For me, back when I had my DS in 2006, it was very well established and standard of care. The Hess study, involving almost 1000 patients followed for 10 years, had been published. It was very influential in my decision to have bariatric surgery. I had already decided against gastric bypass because I had seen so many people, both online and in a local support group, get it, do great initially, and then hit a wall where no matter how hard they tried they could not lose any more weight and there were nowhere near normal weight, AND they began struggling not to regain.

I understand about takiing that leap. I felt the same way, and what got me to leap was that I knew what my future held if I didn't. I think you feel the same way, you just aren't sure where to leap. If you really want to be a trailblazer and go for something that might turn out to be promising, that's your decision. And I understand that having a surgeon whom you like and trust prefer the SADI has to be a big influence.
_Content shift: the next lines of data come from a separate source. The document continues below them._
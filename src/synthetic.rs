//! Synthetic datasets with known variants.
//!
//! Used to check that the detector finds the mutations that were planted.
//! Every dataset is written as a two-record FASTA file (reference first,
//! sample second) next to a `MANIFEST.txt` describing the whole set.

use std::fs::{self, File};
use std::io::{self, BufWriter, Write};
use std::path::{Path, PathBuf};

use log::info;
use rand::seq::index;
use rand::Rng;

use crate::model::Variant;
use crate::variant::classify_mutation;

const BASES: [char; 4] = ['A', 'T', 'G', 'C'];
const PURINES: [char; 2] = ['A', 'G'];
const PYRIMIDINES: [char; 2] = ['C', 'T'];

/// Name of the manifest written by [`save_datasets`].
pub const MANIFEST_FILE: &str = "MANIFEST.txt";

/// A reference/sample pair with a short description of what was planted.
#[derive(Debug, Clone, PartialEq, Eq)]
pub struct Dataset {
    pub name: String,
    pub reference: String,
    pub sample: String,
    pub description: String,
}

impl Dataset {
    fn new(
        name: impl Into<String>,
        reference: impl Into<String>,
        sample: impl Into<String>,
        description: impl Into<String>,
    ) -> Self {
        Self {
            name: name.into(),
            reference: reference.into(),
            sample: sample.into(),
            description: description.into(),
        }
    }
}

fn pick<R: Rng + ?Sized>(rng: &mut R, choices: &[char]) -> char {
    choices[rng.random_range(0..choices.len())]
}

/// Picks a base different from `base`.
fn other_base<R: Rng + ?Sized>(rng: &mut R, base: char) -> char {
    let candidates: Vec<char> = BASES.iter().copied().filter(|&b| b != base).collect();
    pick(rng, &candidates)
}

/// Generates a random DNA sequence; each base is G/C with probability `gc_content`.
pub fn generate_sequence<R: Rng + ?Sized>(rng: &mut R, length: usize, gc_content: f64) -> String {
    (0..length)
        .map(|_| {
            if rng.random::<f64>() < gc_content {
                pick(rng, &['G', 'C'])
            } else {
                pick(rng, &['A', 'T'])
            }
        })
        .collect()
}

/// Plants up to `num_snps` substitutions at distinct positions.
///
/// Returns the mutated sequence and the planted variants in position order.
pub fn introduce_snps<R: Rng + ?Sized>(
    rng: &mut R,
    reference: &str,
    num_snps: usize,
) -> (String, Vec<Variant>) {
    let mut seq: Vec<char> = reference.chars().collect();
    let mut positions = index::sample(rng, seq.len(), num_snps.min(seq.len())).into_vec();
    positions.sort_unstable();

    let snps = positions
        .into_iter()
        .map(|pos| {
            let ref_base = seq[pos];
            let alt_base = other_base(rng, ref_base);
            seq[pos] = alt_base;
            let kind = classify_mutation(ref_base, alt_base);
            Variant::substitution(pos + 1, ref_base, alt_base, kind)
        })
        .collect();

    (seq.into_iter().collect(), snps)
}

/// Applies `num_indels` random single-base insertions or deletions.
///
/// Positions refer to the sequence as it was when each edit was applied.
pub fn introduce_indels<R: Rng + ?Sized>(
    rng: &mut R,
    reference: &str,
    num_indels: usize,
) -> (String, Vec<Variant>) {
    let mut seq: Vec<char> = reference.chars().collect();
    let mut indels = Vec::with_capacity(num_indels);

    for _ in 0..num_indels {
        let pos = rng.random_range(0..seq.len().max(1));
        if !seq.is_empty() && rng.random_bool(0.5) {
            let deleted = seq.remove(pos);
            indels.push(Variant::deletion(pos + 1, deleted));
        } else {
            let inserted = pick(rng, &BASES);
            seq.insert(pos, inserted);
            indels.push(Variant::insertion(pos + 1, inserted));
        }
    }

    (seq.into_iter().collect(), indels)
}

/// Generates the full battery of test datasets.
pub fn generate_datasets<R: Rng + ?Sized>(rng: &mut R) -> Vec<Dataset> {
    let mut datasets = Vec::with_capacity(57);

    // 1-10: identical sequences
    for i in 0..10 {
        let length = rng.random_range(100..=300);
        let seq = generate_sequence(rng, length, 0.5);
        datasets.push(Dataset::new(
            format!("snptracker_test_{:02}_identical", i + 1),
            seq.clone(),
            seq,
            "No SNPs (identical)",
        ));
    }

    // 11-35: increasing SNP load
    let snp_groups = [
        (10..20, 100..=300, 1..=3, "few_snps"),
        (20..30, 150..=400, 5..=10, "medium_snps"),
        (30..35, 200..=500, 15..=25, "many_snps"),
    ];
    for (indices, lengths, counts, label) in snp_groups {
        for i in indices {
            let length: usize = rng.random_range(lengths.clone());
            let reference = generate_sequence(rng, length, 0.5);
            let num_snps: usize = rng.random_range(counts.clone());
            let (sample, snps) = introduce_snps(rng, &reference, num_snps);
            datasets.push(Dataset::new(
                format!("snptracker_test_{:02}_{}", i + 1, label),
                reference,
                sample,
                format!("{} SNPs", snps.len()),
            ));
        }
    }

    // 36-40: indels only
    for i in 35..40 {
        let length = rng.random_range(150..=300);
        let reference = generate_sequence(rng, length, 0.5);
        let num_indels = rng.random_range(1..=3);
        let (sample, indels) = introduce_indels(rng, &reference, num_indels);
        datasets.push(Dataset::new(
            format!("snptracker_test_{:02}_with_indels", i + 1),
            reference,
            sample,
            format!("{} indels", indels.len()),
        ));
    }

    // 41-45: SNPs followed by indels
    for i in 40..45 {
        let length = rng.random_range(200..=400);
        let reference = generate_sequence(rng, length, 0.5);
        let num_snps = rng.random_range(3..=8);
        let (sample, snps) = introduce_snps(rng, &reference, num_snps);
        let num_indels = rng.random_range(1..=2);
        let (sample, indels) = introduce_indels(rng, &sample, num_indels);
        datasets.push(Dataset::new(
            format!("snptracker_test_{:02}_snps_indels", i + 1),
            reference,
            sample,
            format!("{} variants", snps.len() + indels.len()),
        ));
    }

    datasets.extend(biological_scenarios(rng));
    datasets.extend(edge_cases(rng));
    datasets
}

/// 46-50: heterozygous-like, transition-rich, transversion-rich, CpG island
/// and third-codon-position changes.
fn biological_scenarios<R: Rng + ?Sized>(rng: &mut R) -> Vec<Dataset> {
    let mut datasets = Vec::with_capacity(5);

    let reference = generate_sequence(rng, 200, 0.5);
    let mut sample: Vec<char> = reference.chars().collect();
    for pos in index::sample(rng, 200, 20).into_vec() {
        if rng.random_bool(0.5) {
            sample[pos] = other_base(rng, sample[pos]);
        }
    }
    datasets.push(Dataset::new(
        "snptracker_test_46_heterozygous",
        reference,
        sample.into_iter().collect::<String>(),
        "Heterozygous-like",
    ));

    let reference = generate_sequence(rng, 200, 0.5);
    let mut sample: Vec<char> = reference.chars().collect();
    let mut transitions = 0;
    for pos in index::sample(rng, 200, 15).into_vec() {
        sample[pos] = match sample[pos] {
            'A' => 'G',
            'G' => 'A',
            'C' => 'T',
            _ => 'C',
        };
        transitions += 1;
    }
    datasets.push(Dataset::new(
        "snptracker_test_47_transitions",
        reference,
        sample.into_iter().collect::<String>(),
        format!("{} transitions", transitions),
    ));

    let reference = generate_sequence(rng, 200, 0.5);
    let mut sample: Vec<char> = reference.chars().collect();
    let mut transversions = 0;
    for pos in index::sample(rng, 200, 15).into_vec() {
        sample[pos] = if PURINES.contains(&sample[pos]) {
            pick(rng, &PYRIMIDINES)
        } else {
            pick(rng, &PURINES)
        };
        transversions += 1;
    }
    datasets.push(Dataset::new(
        "snptracker_test_48_transversions",
        reference,
        sample.into_iter().collect::<String>(),
        format!("{} transversions", transversions),
    ));

    let reference: String = (0..100)
        .map(|_| {
            if rng.random_bool(0.3) {
                "CG".to_string()
            } else {
                generate_sequence(rng, 2, 0.5)
            }
        })
        .collect();
    let (sample, _) = introduce_snps(rng, &reference, 10);
    datasets.push(Dataset::new(
        "snptracker_test_49_cpg_island",
        reference,
        sample,
        "CpG island (high mutation)",
    ));

    let reference = generate_sequence(rng, 150, 0.5);
    let mut sample: Vec<char> = reference.chars().collect();
    let mut synonymous = 0;
    for pos in (2..150).step_by(3) {
        if rng.random_bool(0.3) {
            sample[pos] = other_base(rng, sample[pos]);
            synonymous += 1;
        }
    }
    datasets.push(Dataset::new(
        "snptracker_test_50_synonymous",
        reference,
        sample.into_iter().collect::<String>(),
        format!("{} synonymous changes", synonymous),
    ));

    datasets
}

/// 51-55: extreme cases.
fn edge_cases<R: Rng + ?Sized>(rng: &mut R) -> Vec<Dataset> {
    let mut datasets = Vec::with_capacity(7);

    let reference = generate_sequence(rng, 30, 0.5);
    let sample: String = (0..30).map(|_| pick(rng, &BASES)).collect();
    datasets.push(Dataset::new(
        "snptracker_test_51_all_mutated",
        reference,
        sample,
        "All positions mutated",
    ));

    let reference = generate_sequence(rng, 100, 0.5);
    let (sample, _) = introduce_snps(rng, &reference, 1);
    datasets.push(Dataset::new(
        "snptracker_test_52_single_snp",
        reference,
        sample,
        "Single SNP",
    ));

    let reference = generate_sequence(rng, 200, 0.5);
    let sample = format!("{}{}", &reference[..50], &reference[100..]);
    datasets.push(Dataset::new(
        "snptracker_test_53_large_deletion",
        reference,
        sample,
        "Large deletion (50bp)",
    ));

    let reference = generate_sequence(rng, 100, 0.5);
    let insertion = generate_sequence(rng, 30, 0.5);
    let sample = format!("{}{}{}", &reference[..50], insertion, &reference[50..]);
    datasets.push(Dataset::new(
        "snptracker_test_54_large_insertion",
        reference,
        sample,
        "Large insertion (30bp)",
    ));

    let reference = generate_sequence(rng, 100, 0.5);
    for (i, suffix) in ["55_multi_sample", "55b_sample2", "55c_sample3"].iter().enumerate() {
        let num_snps = rng.random_range(2..=5);
        let (sample, _) = introduce_snps(rng, &reference, num_snps);
        datasets.push(Dataset::new(
            format!("snptracker_test_{}", suffix),
            reference.clone(),
            sample,
            format!("Sample {} of 3", i + 1),
        ));
    }

    datasets
}

fn write_dataset(path: &Path, dataset: &Dataset) -> io::Result<()> {
    let mut writer = BufWriter::new(File::create(path)?);
    writeln!(writer, ">reference {}", dataset.description)?;
    writeln!(writer, "{}", dataset.reference)?;
    writeln!(writer, ">sample {}", dataset.description)?;
    writeln!(writer, "{}", dataset.sample)?;
    writer.flush()
}

/// Writes one FASTA file per dataset plus the manifest into `dir`.
///
/// Returns the path of the manifest.
pub fn save_datasets<P: AsRef<Path>>(dir: P, datasets: &[Dataset]) -> io::Result<PathBuf> {
    let dir = dir.as_ref();
    fs::create_dir_all(dir)?;

    let manifest_path = dir.join(MANIFEST_FILE);
    let mut manifest = BufWriter::new(File::create(&manifest_path)?);
    writeln!(manifest, "{}", "=".repeat(70))?;
    writeln!(manifest, "SNPTracker - Synthetic Test Data")?;
    writeln!(manifest, "{}", "=".repeat(70))?;
    writeln!(manifest)?;
    writeln!(manifest, "Total datasets: {}", datasets.len())?;
    writeln!(manifest)?;
    writeln!(manifest, "NOTE: these are FABRICATED sequences with known SNPs,")?;
    writeln!(manifest, "meant to check that the detector finds the planted mutations.")?;
    writeln!(manifest)?;
    writeln!(manifest, "Format: each file holds a reference record and a sample record")?;
    writeln!(manifest, "Files:")?;
    writeln!(manifest, "{}", "-".repeat(70))?;

    for dataset in datasets {
        let file_name = format!("{}.txt", dataset.name);
        write_dataset(&dir.join(&file_name), dataset)?;

        writeln!(manifest, "{} - {}", file_name, dataset.description)?;
        writeln!(
            manifest,
            "  Ref: {} bp, Sample: {} bp",
            dataset.reference.len(),
            dataset.sample.len()
        )?;
        info!(
            "Generated {} ({}bp vs {}bp)",
            file_name,
            dataset.reference.len(),
            dataset.sample.len()
        );
    }
    manifest.flush()?;

    info!("Manifest saved to {}", manifest_path.display());
    info!("Total: {} files generated", datasets.len());
    Ok(manifest_path)
}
But to me, given how much weight you need to lose, I would think the tried and true would be the way to go.
 
@Spiky Bugger and @DianaCox I'm going to copy and paste the email replies that I received from Dr. Sanchez-Pernaute - with his permission. Please let me know your thoughts - he has addressed some of my concerns (I highlighted those). I do realize and hear you both on the LONG TERM prognosis not being proven.....still a concern for me.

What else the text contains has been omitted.